【導入事例 Vol.14】
横浜国立大学 准教授 島 圭介 様

■経歴

広島大学大学院工学研究科で複雑システム工学を専攻し、博士号を取得。2013年より現職。「ヒトメカニズムx知能ロボットで人を支援する」をスローガンに研究活動を行なっている。

■先生が取り組まれている研究はどんな内容でしょうか?

人間はいろいろな動作を何気なく行なっています。例えば、物を取るために手を伸ばす動き。ごく自然にやっている動作ですが、多数の筋をバランスよく収縮させたり、現在の状況や過去の経験からの判断など、多種多様な情報を処理することで成り立っています。しかし、こうした情報処理の原理は明らかになっていません。私の研究室では、これらのヒトのメカニズムを解明し、AI(人工知能)を搭載したロボット工学技術と組み合わせ、さまざまなシーンで人間を効果的に支援する技術の開発に取り組んでいます。

■具体的にはどんな研究でしょうか?

私は、ヒトの身体から発生する筋電位や脳波、筋音図といった生体電気信号に着目しています。生体電気信号は、ヒトの意思や身体の内部状態を反映しているからです。そうしたことをベースに、私の研究テーマは大きく3つの軸があります。1つめは、生体電気信号を高精度にかつ高速に読み取り、どんな動きなのか推測できる人工知能の開発です。2つめは、ヒトの運動メカニズムの解明を目指した生体電気信号の測定と解析。生体電気信号からの情報を計測して特徴を抽出し、ヒトの意図を読み取って評価します。さらに感覚や神経機能、筋骨格系の働きを表現するヒューマンモデルの構築に取り組んでいます。3つめは開発した人工知能、ヒューマンモデルを用いて人間を支援する技術をつくること。主には医療・福祉分野の技術で、医学研究者や理学療法士と共同で進めています。

■代表的な研究事例を教えてください。

2つの事例を紹介します。1つめは、ヒトからヒトへ関節動作を伝達する技術の研究開発です。被験者の動作に伴って発生する筋電位や脳波などをセンサーで読み取り、それがどんな動きなのか人工知能が推測し、電気刺激のパターンに変換します。

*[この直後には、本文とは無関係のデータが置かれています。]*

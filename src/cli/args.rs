use std::path::PathBuf;

use clap::Parser;

use crate::Commands;

/// Main CLI application arguments and command structure
#[derive(Parser, Debug)]
#[clap(
    name = "diarynotes",
    version,
    about = "A small personal diary: categorized notes, search and PDF export"
)]
pub struct Cli {
    /// Path to the configuration file
    #[clap(short = 'c', long, value_parser)]
    pub config: Option<PathBuf>,

    /// Directory holding the stored notes (overrides the config file)
    #[clap(long, value_parser)]
    pub data_dir: Option<PathBuf>,

    /// Verbose output mode
    #[clap(short, long)]
    pub verbose: bool,

    /// Subcommands for the diarynotes application
    #[clap(subcommand)]
    pub command: Commands,
}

この変換された電気刺激を、別のヒトの筋に直接送ることができる技術です。関節運動情報を相手に伝達できるので、事故や病気などで身体が動かなくなった方のリハビリに利用できます。また、スポーツの技能習得やアスリートのパフォーマンス向上、伝統工芸の技術継承など、幅広く応用可能です。

ここまでお話してきた研究は実用化に向けて検証中ですが、最も実用化に近づいているのが、2つめの事例として紹介する転倒予防・歩行支援システムです。これは、目を閉じて片足立ちのような不安定な姿勢でも、カーテンなどに軽く触れているだけで姿勢を維持しやすくなったり、歩行しやすくなるという人間の機能に着目した技術です。ユーザーの片手の指先にセンサーを取り付けて、手の振り具合に合わせて振動による刺激を与えることで、何かに軽く触れているように感じさせる仕組みです。この「何か」を私たち研究グループは「仮想壁」と呼んでいます。仮想壁のシステムを用いた機器も開発しており、それを利用すれば空間で仮想壁に触れながら歩くので安定した歩行ができ、足腰が弱くなった高齢者の転倒予防が期待できます。高齢者の場合、転倒して骨折し、寝たきりになるケースが少なくないので、転倒のリスクを減らすことは大きな意味をもつのです。このほか、建築工事現場で働く方の転倒防止など、産業分野でも利用できるでしょう。

■弊社のワークステーションをどのように活用されていますか?

研究のプロセスでは実験や学習計算を繰り返し行い、試行錯誤の積み重ねです。そんななか、私の研究室で高性能のマシンとして常に稼動しているのが、アプライドさんのワークステーションです。購入の際、重視した機能はCPUとGPU、計算のスピードです。アプライドさんの製品導入後は膨大なデータの処理をより高い精度で高速で行なえるようになり、研究の効率と成果に結びついていると感じています。以前は1週間かかっていた計算が、今は1日でできるようになり、いろいろな実験を試す余裕と時間が生まれました。

■弊社の製品の感想はいかがでしょう。

品質、営業担当者さんのフォロー、ともにしっかりしているという印象です。私は学生時代、パソコンショップでインターンとしてマシンのメンテナンスを担当していたことがあり、パソコンの内部についての知識をもっているのですが、アプライドさんの製品は信頼できると思っています。

■今後の展望をお聞かせください。

社会の役に立つものをつくりたいという思いで、日々、研究に取り組んでいます。アイデアはたくさんあるので、形にしたいです。そのためにも高性能のマシンを使い、世界を変えるような研究開発にチャレンジしていきたいですね。